PROVIDED DATA -
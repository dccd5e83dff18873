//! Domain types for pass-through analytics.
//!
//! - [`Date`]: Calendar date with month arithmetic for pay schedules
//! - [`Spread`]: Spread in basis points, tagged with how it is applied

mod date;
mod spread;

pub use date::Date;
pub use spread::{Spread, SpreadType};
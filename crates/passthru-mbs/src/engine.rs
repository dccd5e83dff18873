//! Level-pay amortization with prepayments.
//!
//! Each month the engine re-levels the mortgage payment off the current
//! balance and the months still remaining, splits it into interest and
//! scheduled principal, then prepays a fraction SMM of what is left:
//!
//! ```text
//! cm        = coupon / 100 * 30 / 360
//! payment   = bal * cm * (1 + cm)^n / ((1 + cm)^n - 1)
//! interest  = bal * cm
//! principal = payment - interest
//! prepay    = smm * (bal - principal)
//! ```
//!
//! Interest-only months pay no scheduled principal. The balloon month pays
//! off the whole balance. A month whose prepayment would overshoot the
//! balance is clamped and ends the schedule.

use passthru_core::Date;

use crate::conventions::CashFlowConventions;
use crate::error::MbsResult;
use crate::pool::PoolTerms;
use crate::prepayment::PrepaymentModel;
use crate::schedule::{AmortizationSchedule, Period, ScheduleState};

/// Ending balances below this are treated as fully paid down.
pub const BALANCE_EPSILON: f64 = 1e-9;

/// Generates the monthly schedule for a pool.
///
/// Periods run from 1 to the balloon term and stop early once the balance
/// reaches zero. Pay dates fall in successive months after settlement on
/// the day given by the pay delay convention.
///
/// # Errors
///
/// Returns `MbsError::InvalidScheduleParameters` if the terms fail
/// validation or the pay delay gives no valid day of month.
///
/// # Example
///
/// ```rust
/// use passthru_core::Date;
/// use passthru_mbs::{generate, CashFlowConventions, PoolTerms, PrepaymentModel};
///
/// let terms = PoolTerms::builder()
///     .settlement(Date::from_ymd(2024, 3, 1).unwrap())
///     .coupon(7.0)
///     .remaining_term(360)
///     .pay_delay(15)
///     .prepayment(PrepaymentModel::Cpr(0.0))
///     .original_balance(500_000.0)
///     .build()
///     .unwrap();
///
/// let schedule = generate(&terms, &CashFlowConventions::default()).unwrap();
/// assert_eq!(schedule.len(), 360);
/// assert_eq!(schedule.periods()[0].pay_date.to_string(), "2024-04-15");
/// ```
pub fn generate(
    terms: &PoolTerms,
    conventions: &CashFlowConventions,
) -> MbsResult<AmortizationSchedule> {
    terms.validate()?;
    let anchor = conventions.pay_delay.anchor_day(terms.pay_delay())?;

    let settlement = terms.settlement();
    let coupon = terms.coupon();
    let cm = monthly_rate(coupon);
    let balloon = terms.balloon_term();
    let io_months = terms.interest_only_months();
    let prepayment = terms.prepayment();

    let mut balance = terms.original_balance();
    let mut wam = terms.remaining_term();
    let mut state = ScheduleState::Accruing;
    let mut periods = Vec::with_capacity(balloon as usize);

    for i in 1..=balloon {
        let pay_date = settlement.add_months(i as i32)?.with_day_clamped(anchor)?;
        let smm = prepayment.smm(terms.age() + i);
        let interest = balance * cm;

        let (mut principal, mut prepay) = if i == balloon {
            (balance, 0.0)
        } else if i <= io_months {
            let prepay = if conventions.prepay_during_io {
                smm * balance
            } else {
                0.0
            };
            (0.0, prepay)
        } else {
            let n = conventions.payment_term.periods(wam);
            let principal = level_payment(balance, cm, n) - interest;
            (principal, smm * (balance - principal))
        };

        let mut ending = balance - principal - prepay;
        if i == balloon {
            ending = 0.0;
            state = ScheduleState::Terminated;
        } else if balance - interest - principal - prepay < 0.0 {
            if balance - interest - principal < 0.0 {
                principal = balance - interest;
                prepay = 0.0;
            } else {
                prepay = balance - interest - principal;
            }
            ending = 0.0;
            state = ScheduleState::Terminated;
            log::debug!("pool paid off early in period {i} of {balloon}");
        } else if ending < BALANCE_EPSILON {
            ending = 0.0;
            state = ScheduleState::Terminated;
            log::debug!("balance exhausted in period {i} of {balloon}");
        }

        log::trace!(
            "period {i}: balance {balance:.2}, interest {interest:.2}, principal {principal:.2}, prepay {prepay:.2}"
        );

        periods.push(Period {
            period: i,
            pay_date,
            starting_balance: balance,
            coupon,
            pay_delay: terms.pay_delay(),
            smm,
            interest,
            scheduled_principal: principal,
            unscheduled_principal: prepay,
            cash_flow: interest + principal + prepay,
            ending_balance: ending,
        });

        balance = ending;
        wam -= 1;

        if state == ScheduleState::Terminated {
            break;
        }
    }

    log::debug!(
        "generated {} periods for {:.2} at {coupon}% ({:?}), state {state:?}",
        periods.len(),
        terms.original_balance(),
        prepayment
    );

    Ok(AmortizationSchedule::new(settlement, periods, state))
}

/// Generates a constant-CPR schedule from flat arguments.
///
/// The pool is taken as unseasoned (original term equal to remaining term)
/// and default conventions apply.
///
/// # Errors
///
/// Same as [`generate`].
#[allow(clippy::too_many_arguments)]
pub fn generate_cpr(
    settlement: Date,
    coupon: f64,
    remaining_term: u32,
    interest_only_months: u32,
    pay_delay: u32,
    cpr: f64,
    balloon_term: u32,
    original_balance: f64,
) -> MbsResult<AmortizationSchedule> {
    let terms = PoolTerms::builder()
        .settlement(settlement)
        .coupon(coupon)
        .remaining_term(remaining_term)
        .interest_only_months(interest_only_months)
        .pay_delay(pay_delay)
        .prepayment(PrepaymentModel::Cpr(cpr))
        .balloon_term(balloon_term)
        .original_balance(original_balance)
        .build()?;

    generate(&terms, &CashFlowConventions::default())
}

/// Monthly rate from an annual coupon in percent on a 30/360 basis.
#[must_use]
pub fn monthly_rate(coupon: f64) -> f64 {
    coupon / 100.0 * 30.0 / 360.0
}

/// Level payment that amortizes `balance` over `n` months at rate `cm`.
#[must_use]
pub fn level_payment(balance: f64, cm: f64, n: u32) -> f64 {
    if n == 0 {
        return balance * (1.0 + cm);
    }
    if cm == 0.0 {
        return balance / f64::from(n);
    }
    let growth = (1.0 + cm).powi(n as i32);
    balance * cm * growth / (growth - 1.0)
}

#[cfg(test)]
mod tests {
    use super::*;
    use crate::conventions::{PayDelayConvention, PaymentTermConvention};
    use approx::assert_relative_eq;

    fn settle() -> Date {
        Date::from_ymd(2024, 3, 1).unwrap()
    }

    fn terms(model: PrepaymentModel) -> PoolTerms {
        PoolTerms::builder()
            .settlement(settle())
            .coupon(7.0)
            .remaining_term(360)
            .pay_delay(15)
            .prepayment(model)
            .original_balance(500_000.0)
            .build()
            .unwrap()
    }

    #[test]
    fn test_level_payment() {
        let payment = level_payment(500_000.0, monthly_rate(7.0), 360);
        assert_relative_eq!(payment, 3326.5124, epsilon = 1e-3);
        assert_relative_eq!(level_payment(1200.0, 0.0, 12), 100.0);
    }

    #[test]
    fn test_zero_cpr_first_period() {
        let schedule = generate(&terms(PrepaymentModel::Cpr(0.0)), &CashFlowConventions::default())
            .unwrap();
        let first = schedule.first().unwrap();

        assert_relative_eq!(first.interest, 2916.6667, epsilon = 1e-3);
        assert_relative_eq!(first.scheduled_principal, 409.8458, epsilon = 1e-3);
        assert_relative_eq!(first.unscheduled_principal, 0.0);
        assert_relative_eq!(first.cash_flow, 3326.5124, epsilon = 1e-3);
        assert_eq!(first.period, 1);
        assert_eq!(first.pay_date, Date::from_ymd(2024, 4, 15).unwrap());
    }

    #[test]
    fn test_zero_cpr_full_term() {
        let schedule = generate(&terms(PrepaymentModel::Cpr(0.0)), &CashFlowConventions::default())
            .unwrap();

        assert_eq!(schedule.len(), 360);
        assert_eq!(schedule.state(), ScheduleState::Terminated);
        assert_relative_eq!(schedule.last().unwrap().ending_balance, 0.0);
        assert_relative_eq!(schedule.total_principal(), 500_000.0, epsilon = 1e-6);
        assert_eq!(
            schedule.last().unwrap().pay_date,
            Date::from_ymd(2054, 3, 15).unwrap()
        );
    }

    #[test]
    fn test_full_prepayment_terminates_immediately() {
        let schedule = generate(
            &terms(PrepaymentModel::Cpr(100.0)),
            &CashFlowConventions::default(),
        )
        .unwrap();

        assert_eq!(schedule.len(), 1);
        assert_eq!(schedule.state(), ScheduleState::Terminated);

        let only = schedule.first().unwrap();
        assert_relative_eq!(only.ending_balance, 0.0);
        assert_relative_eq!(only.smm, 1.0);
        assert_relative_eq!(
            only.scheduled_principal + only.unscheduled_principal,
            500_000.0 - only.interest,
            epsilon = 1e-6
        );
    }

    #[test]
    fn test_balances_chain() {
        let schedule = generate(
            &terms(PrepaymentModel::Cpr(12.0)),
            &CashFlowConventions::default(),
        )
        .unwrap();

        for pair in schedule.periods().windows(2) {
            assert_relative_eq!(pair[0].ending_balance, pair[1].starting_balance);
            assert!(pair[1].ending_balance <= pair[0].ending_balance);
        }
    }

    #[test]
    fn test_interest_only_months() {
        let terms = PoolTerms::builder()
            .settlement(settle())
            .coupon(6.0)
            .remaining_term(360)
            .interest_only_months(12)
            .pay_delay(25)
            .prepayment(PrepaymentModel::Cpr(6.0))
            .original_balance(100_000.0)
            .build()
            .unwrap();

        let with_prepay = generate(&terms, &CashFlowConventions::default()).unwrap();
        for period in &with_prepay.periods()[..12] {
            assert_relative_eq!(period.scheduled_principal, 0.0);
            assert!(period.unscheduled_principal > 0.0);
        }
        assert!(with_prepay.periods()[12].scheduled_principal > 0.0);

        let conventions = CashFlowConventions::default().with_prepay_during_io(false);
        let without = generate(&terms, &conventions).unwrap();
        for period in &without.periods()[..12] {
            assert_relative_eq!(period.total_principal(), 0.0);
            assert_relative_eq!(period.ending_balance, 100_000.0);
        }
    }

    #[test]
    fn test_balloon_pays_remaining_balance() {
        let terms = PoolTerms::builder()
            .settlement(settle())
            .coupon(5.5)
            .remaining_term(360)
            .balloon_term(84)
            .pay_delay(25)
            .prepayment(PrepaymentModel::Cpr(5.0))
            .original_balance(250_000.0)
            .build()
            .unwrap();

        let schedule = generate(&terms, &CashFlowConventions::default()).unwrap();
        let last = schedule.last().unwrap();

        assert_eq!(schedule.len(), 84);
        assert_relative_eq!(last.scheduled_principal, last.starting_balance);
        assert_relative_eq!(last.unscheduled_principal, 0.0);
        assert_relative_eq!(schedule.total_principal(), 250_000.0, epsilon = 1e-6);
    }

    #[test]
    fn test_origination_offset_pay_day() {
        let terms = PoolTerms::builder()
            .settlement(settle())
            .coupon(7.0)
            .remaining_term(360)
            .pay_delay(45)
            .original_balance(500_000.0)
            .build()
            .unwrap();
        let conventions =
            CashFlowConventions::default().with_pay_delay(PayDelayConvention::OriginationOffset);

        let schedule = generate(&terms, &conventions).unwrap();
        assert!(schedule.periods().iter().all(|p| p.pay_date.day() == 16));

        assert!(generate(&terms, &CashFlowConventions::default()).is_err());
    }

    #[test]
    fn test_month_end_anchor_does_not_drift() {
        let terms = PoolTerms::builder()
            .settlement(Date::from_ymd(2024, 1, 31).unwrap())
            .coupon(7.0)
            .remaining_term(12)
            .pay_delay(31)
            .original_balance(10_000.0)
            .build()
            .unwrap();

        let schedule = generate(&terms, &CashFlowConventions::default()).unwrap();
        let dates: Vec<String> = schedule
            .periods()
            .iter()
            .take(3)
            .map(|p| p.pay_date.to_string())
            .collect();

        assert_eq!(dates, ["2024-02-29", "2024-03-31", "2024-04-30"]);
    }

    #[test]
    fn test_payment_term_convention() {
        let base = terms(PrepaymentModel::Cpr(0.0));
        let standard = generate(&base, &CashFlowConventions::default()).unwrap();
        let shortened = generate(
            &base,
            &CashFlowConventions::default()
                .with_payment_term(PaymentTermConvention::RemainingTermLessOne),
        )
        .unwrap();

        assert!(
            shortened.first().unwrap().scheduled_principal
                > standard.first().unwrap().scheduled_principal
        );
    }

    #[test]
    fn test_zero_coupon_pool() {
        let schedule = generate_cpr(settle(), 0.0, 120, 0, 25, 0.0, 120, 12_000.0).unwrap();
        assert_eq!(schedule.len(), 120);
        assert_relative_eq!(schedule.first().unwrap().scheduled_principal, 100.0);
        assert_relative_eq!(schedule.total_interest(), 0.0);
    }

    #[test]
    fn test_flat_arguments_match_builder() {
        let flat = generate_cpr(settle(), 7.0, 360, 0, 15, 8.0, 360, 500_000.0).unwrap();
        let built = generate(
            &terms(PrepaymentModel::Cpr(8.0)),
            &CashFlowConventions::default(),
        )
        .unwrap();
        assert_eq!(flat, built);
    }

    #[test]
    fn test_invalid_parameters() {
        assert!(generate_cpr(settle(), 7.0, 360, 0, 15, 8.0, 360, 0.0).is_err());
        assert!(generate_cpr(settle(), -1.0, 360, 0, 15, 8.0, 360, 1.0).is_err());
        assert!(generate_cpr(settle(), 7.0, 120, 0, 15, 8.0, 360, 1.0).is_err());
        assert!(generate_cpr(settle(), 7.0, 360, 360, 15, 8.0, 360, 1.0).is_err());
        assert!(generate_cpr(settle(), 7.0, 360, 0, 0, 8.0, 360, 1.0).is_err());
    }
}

EXERCISE - What is needed is a verbatim copy of every line in the records above from the one containing "fully paid down." down to the one containing "once the balance", both included, and nothing more.

TASK ANSWER -
/// Ending balances below this are treated as fully paid down.
pub const BALANCE_EPSILON: f64 = 1e-9;

/// Generates the monthly schedule for a pool.
///
/// Periods run from 1 to the balloon term and stop early once the balance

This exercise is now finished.